Die Forderungen der Kampagne stiessen bei den anderen Podiumsteilnehmern auf einige Sympathien – etwa bei SP-Nationalrat Cédric Wehrmut. Langfristig sollten Opfer von Menschenrechtsverletzungen aber im Sinne einer globalen Lösung auch an den internationalen Gerichtshof in Den Haag gelangen können, so Wermuth.

Vorreiterrolle für die Schweiz

Bis die Zeit reif ist für globale Lösungen, kann sich Alice Sachova, Präsidentin der Schweizerischen Management Gesellschaft, eine Vorreiterrolle der Schweiz vorstellen. Mit den zahlreichen Hauptsitzen internationaler Unternehmen biete sich dies geradezu an.

Skeptischer zeigte sich Markus Huppenbauer, UZH-Professor für Ethik.
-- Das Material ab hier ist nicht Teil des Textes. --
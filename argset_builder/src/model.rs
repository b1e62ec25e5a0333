/// The number of tokens an argument consumes per occurrence.
///
/// Inspired by argparse: <https://docs.python.org/3/library/argparse.html#nargs>
#[derive(Debug, Clone, Copy, PartialEq, Eq)]
pub enum Nargs {
    /// `N`: Precisely `N` tokens.
    /// `0` is only legal for switch options.
    Precisely(usize),
    /// Every remaining token on the Cli, regardless of its shape.
    Unlimited,
}

impl Nargs {
    pub(crate) fn is_zero(&self) -> bool {
        matches!(self, Nargs::Precisely(0))
    }
}

impl std::fmt::Display for Nargs {
    fn fmt(&self, f: &mut std::fmt::Formatter<'_>) -> std::fmt::Result {
        match self {
            Nargs::Precisely(n) => write!(f, "{n}"),
            Nargs::Unlimited => write!(f, "*"),
        }
    }
}
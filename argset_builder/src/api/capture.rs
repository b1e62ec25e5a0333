use std::num::IntErrorKind;
use thiserror::Error;

/// Behaviour to bind a caller owned variable of type `T` to Cli tokens.
///
/// We use this at the bottom of the command line parser object graph so the compiler can maintain each variable's type.
/// A `set` either replaces the variable entirely, or leaves it untouched.
pub trait Sink<T> {
    /// Convert the tokens matched by a parameter, and assign them to the variable.
    fn set(&mut self, tokens: &[&str]) -> Result<(), ConversionError>;

    /// Get the current value of the variable.
    fn get(&self) -> &T;

    /// Describe the current value of the variable (used to display defaults).
    fn describe(&self) -> String;

    /// Whether the mere presence of the parameter activates this sink (ex: `bool`).
    fn is_switch(&self) -> bool {
        false
    }
}

/// Behaviour to convert a single Cli token into a value.
///
/// Implement this for your own type `T` to use it in a [`Scalar`](crate::Scalar) or [`List`](crate::List).
/// `Display` is used to describe the value on the help message.
///
/// ### Example
/// ```
/// # use argset_builder as argset;
/// use argset::{ConversionError, FromToken};
///
/// #[derive(Debug, PartialEq)]
/// struct Point(i32, i32);
///
/// impl std::fmt::Display for Point {
///     fn fmt(&self, f: &mut std::fmt::Formatter<'_>) -> std::fmt::Result {
///         write!(f, "{},{}", self.0, self.1)
///     }
/// }
///
/// impl FromToken for Point {
///     fn from_token(token: &str) -> Result<Self, ConversionError> {
///         match token.split_once(',') {
///             Some((x, y)) => Ok(Point(i32::from_token(x)?, i32::from_token(y)?)),
///             None => Err(ConversionError::syntax::<Point>(token)),
///         }
///     }
/// }
///
/// assert_eq!(Point::from_token("1,2").unwrap(), Point(1, 2));
/// ```
pub trait FromToken: Sized + std::fmt::Display {
    /// Whether a `Scalar` of this type defaults to a switch when used as an option.
    const SWITCH: bool = false;

    /// Convert the token into a value.
    fn from_token(token: &str) -> Result<Self, ConversionError>;

    /// The value assigned when the parameter is matched without any tokens.
    fn activated() -> Option<Self> {
        None
    }
}

/// The failure to convert Cli tokens into a variable.
#[derive(Debug, Error, PartialEq, Eq)]
pub enum ConversionError {
    /// The token is not valid syntax for the type.
    #[error("'{token}' cannot convert to {type_name}: invalid syntax.")]
    Syntax {
        /// The offending token.
        token: String,
        /// The type being converted into.
        type_name: &'static str,
    },
    /// The token is valid syntax, but its magnitude does not fit the type.
    #[error("'{token}' cannot convert to {type_name}: value out of range.")]
    Range {
        /// The offending token.
        token: String,
        /// The type being converted into.
        type_name: &'static str,
    },
    /// A single valued variable received a different number of tokens.
    #[error("{type_name} expects precisely 1 token, but received {received}.")]
    Count {
        /// The number of tokens received.
        received: usize,
        /// The type being converted into.
        type_name: &'static str,
    },
}

impl ConversionError {
    /// Construct a `Syntax` error for the type `T`.
    pub fn syntax<T>(token: &str) -> Self {
        ConversionError::Syntax {
            token: token.to_string(),
            type_name: std::any::type_name::<T>(),
        }
    }

    /// Construct a `Range` error for the type `T`.
    pub fn range<T>(token: &str) -> Self {
        ConversionError::Range {
            token: token.to_string(),
            type_name: std::any::type_name::<T>(),
        }
    }
}

impl FromToken for bool {
    const SWITCH: bool = true;

    fn from_token(token: &str) -> Result<Self, ConversionError> {
        match token {
            "true" => Ok(true),
            "false" => Ok(false),
            _ => Err(ConversionError::syntax::<bool>(token)),
        }
    }

    fn activated() -> Option<Self> {
        Some(true)
    }
}

impl FromToken for String {
    fn from_token(token: &str) -> Result<Self, ConversionError> {
        Ok(token.to_string())
    }
}

// Splits a base-0 integer token into its radix and signed digits.
// `0x`, `0o`, `0b` select a radix, as does a bare leading `0` (octal).
// Underscores may separate digits, or follow a prefix.
// `None` means the token can never be valid, ex: a second sign after the prefix.
fn radix_digits(token: &str) -> Option<(u32, String)> {
    let (sign, unsigned) = match token.strip_prefix('-') {
        Some(rest) => ("-", rest),
        None => ("", token.strip_prefix('+').unwrap_or(token)),
    };

    let prefix = unsigned.get(..2).map(|p| p.to_ascii_lowercase());
    let (radix, body, prefixed) = match prefix.as_deref() {
        Some("0x") => (16, &unsigned[2..], true),
        Some("0o") => (8, &unsigned[2..], true),
        Some("0b") => (2, &unsigned[2..], true),
        _ if unsigned.len() > 1 && unsigned.starts_with('0') => (8, &unsigned[1..], true),
        _ => (10, unsigned, false),
    };

    if body.starts_with(['+', '-']) {
        return None;
    }

    if body.ends_with('_') || body.contains("__") || (!prefixed && body.starts_with('_')) {
        return None;
    }

    Some((radix, format!("{sign}{}", body.replace('_', ""))))
}

macro_rules! integer_token {
    ($($t:ty),*) => {
        $(
            impl FromToken for $t {
                fn from_token(token: &str) -> Result<Self, ConversionError> {
                    let (radix, digits) = radix_digits(token)
                        .ok_or_else(|| ConversionError::syntax::<$t>(token))?;
                    <$t>::from_str_radix(&digits, radix).map_err(|error| match error.kind() {
                        IntErrorKind::PosOverflow | IntErrorKind::NegOverflow => {
                            ConversionError::range::<$t>(token)
                        }
                        _ => ConversionError::syntax::<$t>(token),
                    })
                }
            }
        )*
    };
}

integer_token!(i8, i16, i32, i64, i128, isize, u8, u16, u32, u64, u128, usize);

fn is_infinity_literal(token: &str) -> bool {
    let unsigned = token
        .strip_prefix('-')
        .or_else(|| token.strip_prefix('+'))
        .unwrap_or(token)
        .to_ascii_lowercase();
    unsigned == "inf" || unsigned == "infinity"
}

macro_rules! float_token {
    ($($t:ty),*) => {
        $(
            impl FromToken for $t {
                fn from_token(token: &str) -> Result<Self, ConversionError> {
                    let value: $t = token
                        .parse()
                        .map_err(|_| ConversionError::syntax::<$t>(token))?;

                    if value.is_infinite() && !is_infinity_literal(token) {
                        return Err(ConversionError::range::<$t>(token));
                    }

                    Ok(value)
                }
            }
        )*
    };
}

float_token!(f32, f64);

#[cfg(test)]
mod tests {
    use super::*;
    use rand::{thread_rng, Rng};
    use rstest::rstest;

    #[rstest]
    #[case("true", true)]
    #[case("false", false)]
    fn bool_token(#[case] token: &str, #[case] expected: bool) {
        assert_eq!(bool::from_token(token).unwrap(), expected);
    }

    #[rstest]
    #[case("True")]
    #[case("1")]
    #[case("t")]
    #[case("")]
    fn bool_token_strict(#[case] token: &str) {
        assert_matches!(
            bool::from_token(token),
            Err(ConversionError::Syntax { type_name: "bool", .. })
        );
    }

    #[test]
    fn bool_activated() {
        assert!(bool::SWITCH);
        assert_eq!(bool::activated(), Some(true));
        assert!(!isize::SWITCH);
        assert_eq!(isize::activated(), None);
    }

    #[rstest]
    #[case("0", 0)]
    #[case("42", 42)]
    #[case("-7", -7)]
    #[case("+7", 7)]
    #[case("0x1F", 31)]
    #[case("0X1f", 31)]
    #[case("-0x10", -16)]
    #[case("0o17", 15)]
    #[case("0b101", 5)]
    #[case("010", 8)]
    #[case("-017", -15)]
    #[case("00", 0)]
    #[case("1_000", 1000)]
    #[case("0x_1F", 31)]
    #[case("0b1_0_1", 5)]
    fn isize_token(#[case] token: &str, #[case] expected: isize) {
        assert_eq!(isize::from_token(token).unwrap(), expected);
    }

    #[rstest]
    #[case("abc")]
    #[case("4.2")]
    #[case("")]
    #[case("-")]
    #[case("0x")]
    #[case("0b2")]
    #[case("0x-5")]
    #[case("0x+5")]
    #[case("+0x-5")]
    #[case("0b-1")]
    #[case("-0o+7")]
    #[case("09")]
    #[case("0-5")]
    #[case("_1")]
    #[case("1_")]
    #[case("1__0")]
    #[case("0x_")]
    fn isize_token_syntax(#[case] token: &str) {
        assert_eq!(
            isize::from_token(token).unwrap_err(),
            ConversionError::syntax::<isize>(token)
        );
    }

    #[rstest]
    #[case("99999999999999999999999")]
    #[case("-99999999999999999999999")]
    fn isize_token_range(#[case] token: &str) {
        assert_eq!(
            isize::from_token(token).unwrap_err(),
            ConversionError::range::<isize>(token)
        );
    }

    #[test]
    fn u8_token_range() {
        assert_eq!(u8::from_token("255").unwrap(), 255);
        assert_matches!(u8::from_token("256"), Err(ConversionError::Range { .. }));
    }

    #[rstest]
    #[case("3.4", 3.4)]
    #[case("-0.5", -0.5)]
    #[case("1e3", 1000.0)]
    #[case("7", 7.0)]
    fn f64_token(#[case] token: &str, #[case] expected: f64) {
        assert_eq!(f64::from_token(token).unwrap(), expected);
    }

    #[rstest]
    #[case("inf")]
    #[case("-Infinity")]
    fn f64_token_infinity(#[case] token: &str) {
        assert!(f64::from_token(token).unwrap().is_infinite());
    }

    #[test]
    fn f64_token_errors() {
        assert_matches!(f64::from_token("1e400"), Err(ConversionError::Range { .. }));
        assert_matches!(f64::from_token("abc"), Err(ConversionError::Syntax { .. }));
    }

    #[test]
    fn string_token() {
        assert_eq!(String::from_token("--verbatim").unwrap(), "--verbatim");
        assert_eq!(String::from_token("").unwrap(), "");
    }

    #[test]
    fn integer_describe_inverts() {
        for _ in 0..100 {
            let value: isize = thread_rng().gen();
            let token = value.to_string();
            assert_eq!(isize::from_token(&token).unwrap().to_string(), token);
        }
    }

    #[test]
    fn conversion_error_display() {
        assert_eq!(
            ConversionError::syntax::<bool>("x").to_string(),
            "'x' cannot convert to bool: invalid syntax."
        );
        assert_eq!(
            ConversionError::Count {
                received: 2,
                type_name: "i32"
            }
            .to_string(),
            "i32 expects precisely 1 token, but received 2."
        );
    }
}
use crate::model::{DeriveValue, IntermediateAttributes};
use quote::ToTokens;
use std::collections::{HashMap, HashSet};

impl TryFrom<&syn::Attribute> for IntermediateAttributes {
    type Error = syn::Error;

    fn try_from(value: &syn::Attribute) -> Result<Self, Self::Error> {
        let attributes_parser =
            syn::punctuated::Punctuated::<syn::Expr, syn::Token![,]>::parse_terminated;
        let expressions = value.parse_args_with(attributes_parser)?;
        let mut singletons = HashSet::default();
        let mut pairs = HashMap::default();

        for expression in expressions {
            match expression {
                syn::Expr::Assign(assignment) => {
                    let left = assignment.left.to_token_stream().to_string();

                    if pairs.contains_key(&left) {
                        return Err(syn::Error::new_spanned(
                            assignment,
                            format!("Invalid - attribute `{left}` specified more than once."),
                        ));
                    }

                    pairs.insert(
                        left,
                        DeriveValue {
                            tokens: assignment.right.to_token_stream(),
                        },
                    );
                }
                syn::Expr::Path(ref path) => match path.path.get_ident() {
                    Some(ident) => {
                        singletons.insert(ident.to_string());
                    }
                    None => {
                        return Err(syn::Error::new_spanned(
                            &expression,
                            "Invalid - expecting a plain attribute name.",
                        ));
                    }
                },
                _ => {
                    return Err(syn::Error::new_spanned(
                        &expression,
                        format!(
                            "Invalid - unparseable attribute `{}`.",
                            expression.to_token_stream()
                        ),
                    ));
                }
            };
        }

        Ok(Self { singletons, pairs })
    }
}
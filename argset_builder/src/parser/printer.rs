use terminal_size::{terminal_size, Width};

use crate::model::Nargs;
use crate::parser::interface::UserInterface;
use crate::parser::{ArgSet, Columns, MINIMUM_MIDDLE_WIDTH};

const PADDING_WIDTH: usize = 3;
const MAIN_INDENT: usize = 1;

struct Row {
    left: String,
    help: String,
    rights: Vec<String>,
}

/// Renders the usage message of an [`ArgSet`].
pub(crate) struct Printer {
    terminal_width: Option<usize>,
}

impl Printer {
    pub(crate) fn terminal() -> Self {
        let terminal_width = if let Some((Width(terminal_width), _)) = terminal_size() {
            Some(terminal_width as usize)
        } else {
            None
        };

        Self::new(terminal_width)
    }

    pub(crate) fn new(terminal_width: Option<usize>) -> Self {
        Self { terminal_width }
    }

    pub(crate) fn help_lines(&self, program: &str, arg_set: &ArgSet) -> Vec<String> {
        let mut summary = vec![format!("usage: {program}")];
        let mut positional_rows = Vec::default();
        let mut optional_rows = Vec::default();

        for (flag, argument) in arg_set.optionals() {
            let name = flag.strip_prefix(arg_set.option_prefix()).unwrap_or(flag);
            let grammar = grammar(name, argument.nargs());
            let left = if grammar.is_empty() {
                flag.to_string()
            } else {
                format!("{flag} {grammar}")
            };
            summary.push(format!("[{left}]"));
            // The help switch has no meaningful type or default.
            let rights = if arg_set.help_flag() == Some(flag) {
                Vec::default()
            } else {
                vec![argument.type_name(), argument.describe()]
            };
            optional_rows.push(Row {
                left,
                help: argument.help().to_string(),
                rights,
            });
        }

        for (name, argument) in arg_set.positionals() {
            let left = grammar(name, argument.nargs());
            summary.push(left.clone());
            positional_rows.push(Row {
                left,
                help: argument.help().to_string(),
                rights: vec![argument.type_name(), argument.describe()],
            });
        }

        let columns = self.columns(positional_rows.iter().chain(optional_rows.iter()));
        let mut lines = vec![summary.join(" ")];

        if let Some(description) = arg_set.get_description() {
            lines.push(String::default());
            lines.push(description.to_string());
        }

        for (title, rows) in [
            ("positional arguments:", &positional_rows),
            ("options:", &optional_rows),
        ] {
            if rows.is_empty() {
                continue;
            }

            lines.push(String::default());
            lines.push(title.to_string());

            for row in rows {
                lines.extend(columns.render(MAIN_INDENT, &row.left, &row.help, &row.rights));
            }
        }

        lines
    }

    pub(crate) fn print_help(
        &self,
        program: &str,
        arg_set: &ArgSet,
        user_interface: &(impl UserInterface + ?Sized),
    ) {
        for line in self.help_lines(program, arg_set) {
            user_interface.print(line);
        }
    }

    fn columns<'r>(&self, rows: impl Iterator<Item = &'r Row>) -> Columns {
        let mut columns = Columns {
            padding: PADDING_WIDTH,
            left: 1,
            middle: MAIN_INDENT + 2,
            rights: Vec::default(),
        };

        for Row { left, help, rights } in rows {
            columns.left = std::cmp::max(columns.left, left.len());
            columns.middle = std::cmp::max(columns.middle, help.len() + MAIN_INDENT);

            for (i, right) in rights.iter().enumerate() {
                let width = std::cmp::max(1, right.len());

                if i >= columns.rights.len() {
                    columns.rights.push(width);
                } else if columns.rights[i] < width {
                    columns.rights[i] = width;
                }
            }
        }

        match self.terminal_width {
            Some(terminal_width) => columns.fit(terminal_width),
            None => {
                columns.middle = std::cmp::min(columns.middle, MINIMUM_MIDDLE_WIDTH);
                columns
            }
        }
    }
}

// Ex: `emp-id` with 2 tokens becomes `EMP_ID EMP_ID`.
fn grammar(name: &str, nargs: Nargs) -> String {
    let example = name.to_ascii_uppercase().replace('-', "_");

    match nargs {
        Nargs::Precisely(n) => vec![example; n].join(" "),
        Nargs::Unlimited => format!("[{example} ...]"),
    }
}

/// Marks the token at which parsing failed.
#[derive(Debug, PartialEq, Eq)]
pub(crate) struct ErrorContext {
    offset: usize,
    tokens: Vec<String>,
}

impl ErrorContext {
    /// `offset` is the index of the offending token, or the token count when the input ended prematurely.
    pub(crate) fn new(offset: usize, tokens: &[&str]) -> Self {
        Self {
            offset,
            tokens: tokens.iter().map(|s| s.to_string()).collect(),
        }
    }
}

impl std::fmt::Display for ErrorContext {
    fn fmt(&self, f: &mut std::fmt::Formatter<'_>) -> std::fmt::Result {
        let projection = self.tokens.join(" ");
        let column = if self.offset < self.tokens.len() {
            self.tokens[..self.offset]
                .iter()
                .map(|token| token.len() + 1)
                .sum::<usize>()
        } else if projection.is_empty() {
            0
        } else {
            projection.len() + 1
        };

        write!(f, "{projection}\n{:column$}^", "")
    }
}
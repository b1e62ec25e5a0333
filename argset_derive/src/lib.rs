extern crate proc_macro;

mod generate;
mod load;
mod model;

use crate::model::DeriveArgSet;
use proc_macro::TokenStream;
use proc_macro2::TokenStream as TokenStream2;

/// Derive an `arg_set(&mut self)` method which binds the `#[argset(..)]` tagged fields to an `ArgSet`.
///
/// Field attributes: `positional`, `option` (the default), `switch`, `name = ".."`, `help = ".."`, `nargs = N | -1 | unlimited`.
/// Struct attributes: `description = ".."`, `prefix = ".."`.
#[proc_macro_derive(ArgSetFrom, attributes(argset))]
pub fn arg_set_from(input: TokenStream) -> TokenStream {
    let derive_input = syn::parse_macro_input!(input as syn::DeriveInput);

    match DeriveArgSet::try_from(derive_input) {
        Ok(arg_set) => TokenStream2::from(arg_set).into(),
        Err(error) => error.to_compile_error().into(),
    }
}
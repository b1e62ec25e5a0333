use argset::{
    derive::*, Action, ArgParser, ArgSet, ArgSetConfig, Argument, ConfigError, ConversionError,
    HelpMode, List, Nargs, ParseError, Scalar,
};

#[test]
fn builder_parses() {
    let mut pos1: isize = 0;
    let mut opt1: String = String::default();
    let mut sw1: bool = false;
    let mut arg_set = ArgSet::new()
        .add("pos1", Argument::positional(Scalar::new(&mut pos1), "pos1 help"))
        .add("opt1", Argument::optional(Scalar::new(&mut opt1), "opt1 help"))
        .add("sw1", Argument::optional(Scalar::new(&mut sw1), "sw1 help"));

    let action = arg_set
        .parse_tokens(&["42", "--opt1", "hello", "--sw1"])
        .unwrap();
    drop(arg_set);

    assert_eq!(action, Action::Complete);
    assert_eq!(pos1, 42);
    assert_eq!(opt1, "hello");
    assert!(sw1);
}

#[test]
fn builder_errors() {
    let mut pos1: isize = 0;
    let mut pos2: isize = 0;
    let mut opt1: String = String::default();
    let mut arg_set = ArgSet::new()
        .add("pos1", Argument::positional(Scalar::new(&mut pos1), ""))
        .add("pos2", Argument::positional(Scalar::new(&mut pos2), ""))
        .add("opt1", Argument::optional(Scalar::new(&mut opt1), ""));

    assert_eq!(
        arg_set.parse_tokens(&["7"]).unwrap_err(),
        ParseError::MissingPositional {
            argument: "pos2".to_string()
        }
    );
    assert_eq!(
        arg_set.parse_tokens(&["7", "--opt1"]).unwrap_err(),
        ParseError::InsufficientArgs {
            argument: "--opt1".to_string(),
            required: 1,
            given: 0,
        }
    );
    assert_eq!(
        arg_set.parse_tokens(&["7", "--nope"]).unwrap_err(),
        ParseError::UnknownOption {
            name: "--nope".to_string()
        }
    );
    assert_eq!(
        arg_set
            .parse_tokens(&["--opt1", "a", "--opt1", "b"])
            .unwrap_err(),
        ParseError::DuplicateOption {
            name: "--opt1".to_string()
        }
    );
    assert_eq!(
        arg_set.parse_tokens(&["1", "2", "3"]).unwrap_err(),
        ParseError::UnknownPositional {
            token: "3".to_string()
        }
    );
    assert!(matches!(
        arg_set.parse_tokens(&["1", "x"]).unwrap_err(),
        ParseError::Value {
            argument,
            cause: ConversionError::Syntax { .. },
        } if argument == "pos2"
    ));
}

#[test]
fn builder_help() {
    let mut value: u32 = 0;
    let mut arg_set = ArgSet::new().add(
        "value",
        Argument::positional(Scalar::new(&mut value), "The value."),
    );
    assert_eq!(arg_set.parse_tokens(&["--help"]).unwrap(), Action::PrintHelp);

    let mut value: u32 = 0;
    let mut arg_set = ArgSet::with_config(ArgSetConfig {
        help: HelpMode::Checked,
        ..ArgSetConfig::default()
    })
    .add(
        "value",
        Argument::positional(Scalar::new(&mut value), "The value."),
    );
    assert_eq!(
        arg_set.parse_tokens(&["--help"]).unwrap_err(),
        ParseError::MissingPositional {
            argument: "value".to_string()
        }
    );
    assert_eq!(
        arg_set.parse_tokens(&["--help", "3"]).unwrap(),
        Action::PrintHelp
    );
}

#[test]
fn builder_unlimited() {
    let mut items: Vec<String> = Vec::default();
    let mut flag: bool = false;
    let mut arg_set = ArgSet::new()
        .add(
            "items",
            Argument::optional(List::new(&mut items), "")
                .with_nargs(Nargs::Unlimited)
                .unwrap(),
        )
        .add("flag", Argument::switch(Scalar::new(&mut flag), "").unwrap());

    arg_set
        .parse_tokens(&["--items", "a", "--flag", "b"])
        .unwrap();
    drop(arg_set);

    assert_eq!(items, vec!["a", "--flag", "b"]);
    assert!(!flag);
}

#[test]
fn builder_config_errors() {
    let mut value: u32 = 0;
    assert_eq!(
        Argument::positional(Scalar::new(&mut value), "")
            .with_nargs(Nargs::Precisely(0))
            .unwrap_err()
            .to_string(),
        "positional argument must consume at least 1 token."
    );

    let mut value: u32 = 0;
    assert!(matches!(
        Argument::switch(Scalar::new(&mut value), "").unwrap_err(),
        ConfigError::NotSwitchType { .. }
    ));
}

#[test]
fn parser_exit_codes() {
    let mut value: u32 = 0;
    let parser = ArgParser::new(
        "program",
        ArgSet::new().add("value", Argument::positional(Scalar::new(&mut value), "")),
    );
    assert!(parser.usage().starts_with("usage: program [--help] VALUE"));
    assert_eq!(parser.parse_tokens(&["5"]), Ok(()));
    assert_eq!(value, 5);

    let mut value: u32 = 0;
    let parser = ArgParser::new(
        "program",
        ArgSet::new().add("value", Argument::positional(Scalar::new(&mut value), "")),
    );
    assert_eq!(parser.parse_tokens(&["x"]), Err(1));

    let mut value: u32 = 0;
    let parser = ArgParser::new(
        "program",
        ArgSet::new().add("value", Argument::positional(Scalar::new(&mut value), "")),
    );
    assert_eq!(parser.parse_tokens(&["--help"]), Err(0));
}

#[derive(Debug, Default, ArgSetFrom)]
#[argset(description = "Employee tool.")]
struct Employee {
    #[argset(positional, help = "Employee salary.")]
    salary: f64,
    #[argset(name = "emp-id", nargs = 3)]
    emp_ids: Vec<i32>,
    #[argset(switch)]
    is_intern: bool,
    #[argset(option)]
    department: String,
    untagged: u8,
}

#[test]
fn derive_parses() {
    let mut employee = Employee {
        untagged: 9,
        ..Employee::default()
    };
    let mut arg_set = employee.arg_set().unwrap();
    assert_eq!(arg_set.get_description(), Some("Employee tool."));

    arg_set
        .parse_tokens(&[
            "--emp-id",
            "8",
            "3",
            "1",
            "3.4",
            "--is-intern",
            "--department",
            "sales",
        ])
        .unwrap();
    drop(arg_set);

    assert_eq!(employee.salary, 3.4);
    assert_eq!(employee.emp_ids, vec![8, 3, 1]);
    assert!(employee.is_intern);
    assert_eq!(employee.department, "sales");
    assert_eq!(employee.untagged, 9);
}

#[test]
fn derive_flags() {
    let mut employee = Employee::default();
    let arg_set = employee.arg_set().unwrap();
    let flags: Vec<&str> = arg_set.optionals().map(|(flag, _)| flag).collect();
    let positionals: Vec<&str> = arg_set.positionals().map(|(name, _)| name).collect();

    assert_eq!(
        flags,
        vec!["--department", "--emp-id", "--help", "--is-intern"]
    );
    assert_eq!(positionals, vec!["salary"]);
}

#[derive(Debug, Default, ArgSetFrom)]
#[argset(prefix = "/")]
struct Slashed {
    #[argset(positional, nargs = unlimited)]
    items: Vec<u32>,
    #[argset(switch)]
    verbose: bool,
}

#[test]
fn derive_prefix() {
    let mut slashed = Slashed::default();
    let mut arg_set = slashed.arg_set().unwrap();

    arg_set.parse_tokens(&["/verbose", "1", "2", "3"]).unwrap();
    drop(arg_set);

    assert!(slashed.verbose);
    assert_eq!(slashed.items, vec![1, 2, 3]);
}

#[derive(Debug, Default, ArgSetFrom)]
struct Misconfigured {
    #[argset(switch)]
    count: u32,
}

#[test]
fn derive_config_error() {
    let mut misconfigured = Misconfigured::default();
    let error = misconfigured.arg_set().unwrap_err();

    assert_eq!(
        error,
        ConfigError::Field {
            field: "count".to_string(),
            cause: Box::new(ConfigError::NotSwitchType {
                type_name: "u32".to_string()
            }),
        }
    );
}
Er sehe Umsetzungsprobleme, etwa bei der Klagemöglichkeit aus dem Ausland. Das Potenzial freiwilliger Initiativen sei nicht ausgereizt. Sollten rechtliche Schritte doch nötig werden, sei das humanitäre Völkerrecht nationalen Lösungen vorzuziehen.

Grundlegende Opposition gegen die Anliegen von «Recht ohne Grenzen» kam von Hans-Ueli Vogt, UZH-Rechtsprofessor und Zürcher SVP-Kantonsrat. Unternehmen seien die falsche Adresse, um die Wahrung der Menschenrechte einzufordern. Für diese politische Aufgabe seien staatliche Akteure zuständig – die Schweiz könne sich international für solche Standards einsetzen. Unternehmen hätten nicht die Legitimation, sich im Ausland in die dortige Politik einzumischen.

Würden die Unternehmensleitung und deren Mitglieder haftbar gemacht, schrecke dies zudem Investoren ab. All dies schliesst gemäss Vogt nicht aus, dass es im Interesse eines Unternehmens liegen könne, die Menschenrechte zu wahren – etwa des guten Rufes wegen. Dass allerdings bei Menschenrechtsverletzungen nicht nur der Ruf einzelner Unternehmen, sondern der Schweiz insgesamt auf dem Spiel steht, wurde in der Debatte mehrfach betont.